● WHAT IS NEEDED: Only the count is wanted here: how many lines of the entries hold the string "type"?

● PROVIDED INFORMATION:
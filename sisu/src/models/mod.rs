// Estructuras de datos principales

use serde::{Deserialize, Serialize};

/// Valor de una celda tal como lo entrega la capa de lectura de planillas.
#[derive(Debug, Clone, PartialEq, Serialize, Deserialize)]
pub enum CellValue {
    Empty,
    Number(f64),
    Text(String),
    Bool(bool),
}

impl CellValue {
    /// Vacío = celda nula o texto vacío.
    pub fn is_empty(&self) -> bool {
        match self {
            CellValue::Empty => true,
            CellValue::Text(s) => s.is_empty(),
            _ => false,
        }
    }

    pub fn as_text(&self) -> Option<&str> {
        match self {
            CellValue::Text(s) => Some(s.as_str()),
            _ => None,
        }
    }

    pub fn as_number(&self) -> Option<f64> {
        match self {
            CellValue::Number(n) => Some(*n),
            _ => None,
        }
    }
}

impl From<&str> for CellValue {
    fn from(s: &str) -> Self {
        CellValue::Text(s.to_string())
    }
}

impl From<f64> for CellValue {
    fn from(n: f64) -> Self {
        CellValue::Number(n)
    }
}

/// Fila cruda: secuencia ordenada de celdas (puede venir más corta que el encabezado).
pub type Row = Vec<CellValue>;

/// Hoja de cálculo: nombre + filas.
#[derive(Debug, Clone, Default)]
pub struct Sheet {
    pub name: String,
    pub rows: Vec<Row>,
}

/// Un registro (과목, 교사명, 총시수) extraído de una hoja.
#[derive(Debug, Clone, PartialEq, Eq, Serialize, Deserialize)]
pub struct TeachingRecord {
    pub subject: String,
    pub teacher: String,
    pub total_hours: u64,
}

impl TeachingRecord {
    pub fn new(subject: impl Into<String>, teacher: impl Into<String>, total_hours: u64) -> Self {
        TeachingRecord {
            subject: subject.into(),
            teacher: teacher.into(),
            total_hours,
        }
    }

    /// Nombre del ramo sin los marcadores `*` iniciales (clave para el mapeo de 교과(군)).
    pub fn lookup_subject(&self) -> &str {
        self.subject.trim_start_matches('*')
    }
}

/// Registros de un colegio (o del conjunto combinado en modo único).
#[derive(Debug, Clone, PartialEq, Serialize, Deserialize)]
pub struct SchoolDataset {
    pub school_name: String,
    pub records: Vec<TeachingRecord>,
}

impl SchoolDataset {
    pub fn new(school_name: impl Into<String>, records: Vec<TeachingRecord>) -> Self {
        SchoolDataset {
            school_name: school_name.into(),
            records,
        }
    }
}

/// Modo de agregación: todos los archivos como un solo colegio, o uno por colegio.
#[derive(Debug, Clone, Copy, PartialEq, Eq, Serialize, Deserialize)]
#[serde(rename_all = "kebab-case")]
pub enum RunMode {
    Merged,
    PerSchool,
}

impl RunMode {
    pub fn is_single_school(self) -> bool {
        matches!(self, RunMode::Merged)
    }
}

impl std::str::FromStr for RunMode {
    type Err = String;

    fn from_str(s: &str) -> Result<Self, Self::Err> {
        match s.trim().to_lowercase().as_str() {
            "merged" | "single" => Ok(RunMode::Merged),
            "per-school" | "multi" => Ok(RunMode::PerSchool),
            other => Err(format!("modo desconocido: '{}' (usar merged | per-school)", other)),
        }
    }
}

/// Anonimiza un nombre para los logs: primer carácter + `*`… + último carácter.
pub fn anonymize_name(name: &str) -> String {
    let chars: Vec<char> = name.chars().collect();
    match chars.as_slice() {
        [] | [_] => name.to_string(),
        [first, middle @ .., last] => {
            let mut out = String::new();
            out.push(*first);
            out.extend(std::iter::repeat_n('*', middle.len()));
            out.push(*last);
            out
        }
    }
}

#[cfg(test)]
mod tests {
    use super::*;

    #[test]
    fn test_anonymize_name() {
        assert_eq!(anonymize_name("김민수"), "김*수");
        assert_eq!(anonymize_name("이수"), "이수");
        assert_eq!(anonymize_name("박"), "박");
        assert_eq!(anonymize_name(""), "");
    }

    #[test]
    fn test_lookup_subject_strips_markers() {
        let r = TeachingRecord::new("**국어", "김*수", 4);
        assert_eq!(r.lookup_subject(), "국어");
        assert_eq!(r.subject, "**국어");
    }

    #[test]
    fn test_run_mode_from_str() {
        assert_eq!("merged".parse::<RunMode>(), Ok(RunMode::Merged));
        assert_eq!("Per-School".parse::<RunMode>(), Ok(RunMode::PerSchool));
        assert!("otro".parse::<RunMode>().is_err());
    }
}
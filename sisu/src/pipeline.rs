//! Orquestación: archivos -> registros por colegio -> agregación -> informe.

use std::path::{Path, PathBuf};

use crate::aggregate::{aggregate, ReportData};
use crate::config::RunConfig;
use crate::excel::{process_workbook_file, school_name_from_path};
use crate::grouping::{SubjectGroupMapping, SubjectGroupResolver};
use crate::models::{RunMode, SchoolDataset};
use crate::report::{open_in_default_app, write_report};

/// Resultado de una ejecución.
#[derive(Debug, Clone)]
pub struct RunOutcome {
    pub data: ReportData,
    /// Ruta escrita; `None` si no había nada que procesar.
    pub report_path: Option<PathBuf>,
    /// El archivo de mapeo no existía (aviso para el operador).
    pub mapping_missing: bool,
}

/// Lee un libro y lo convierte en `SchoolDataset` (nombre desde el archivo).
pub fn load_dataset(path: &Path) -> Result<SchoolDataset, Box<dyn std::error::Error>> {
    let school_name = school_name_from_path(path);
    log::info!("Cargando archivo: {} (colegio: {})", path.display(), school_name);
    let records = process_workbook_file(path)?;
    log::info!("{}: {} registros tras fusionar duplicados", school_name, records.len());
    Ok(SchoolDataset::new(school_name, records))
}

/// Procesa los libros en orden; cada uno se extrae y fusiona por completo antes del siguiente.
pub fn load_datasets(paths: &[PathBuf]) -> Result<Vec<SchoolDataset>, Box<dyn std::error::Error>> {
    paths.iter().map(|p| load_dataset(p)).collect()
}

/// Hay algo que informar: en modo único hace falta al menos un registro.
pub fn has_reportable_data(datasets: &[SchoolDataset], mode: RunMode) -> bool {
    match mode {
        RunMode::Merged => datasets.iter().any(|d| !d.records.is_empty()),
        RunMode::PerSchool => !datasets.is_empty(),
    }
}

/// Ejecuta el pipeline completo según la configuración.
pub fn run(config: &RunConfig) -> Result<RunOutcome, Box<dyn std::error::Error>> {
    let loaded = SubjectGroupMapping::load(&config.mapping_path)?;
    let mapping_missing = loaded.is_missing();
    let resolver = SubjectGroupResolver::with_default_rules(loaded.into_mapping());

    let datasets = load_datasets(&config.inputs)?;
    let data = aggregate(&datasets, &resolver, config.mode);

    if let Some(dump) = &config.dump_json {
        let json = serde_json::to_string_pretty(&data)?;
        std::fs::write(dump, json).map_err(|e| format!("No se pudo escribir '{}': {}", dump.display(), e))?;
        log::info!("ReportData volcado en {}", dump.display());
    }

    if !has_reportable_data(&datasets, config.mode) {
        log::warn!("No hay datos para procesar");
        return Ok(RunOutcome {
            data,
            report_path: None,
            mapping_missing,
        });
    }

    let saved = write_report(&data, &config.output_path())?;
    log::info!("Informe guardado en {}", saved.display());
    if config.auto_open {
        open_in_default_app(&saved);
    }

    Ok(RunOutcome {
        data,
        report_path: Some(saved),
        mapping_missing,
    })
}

● TASK RESPONSE: 2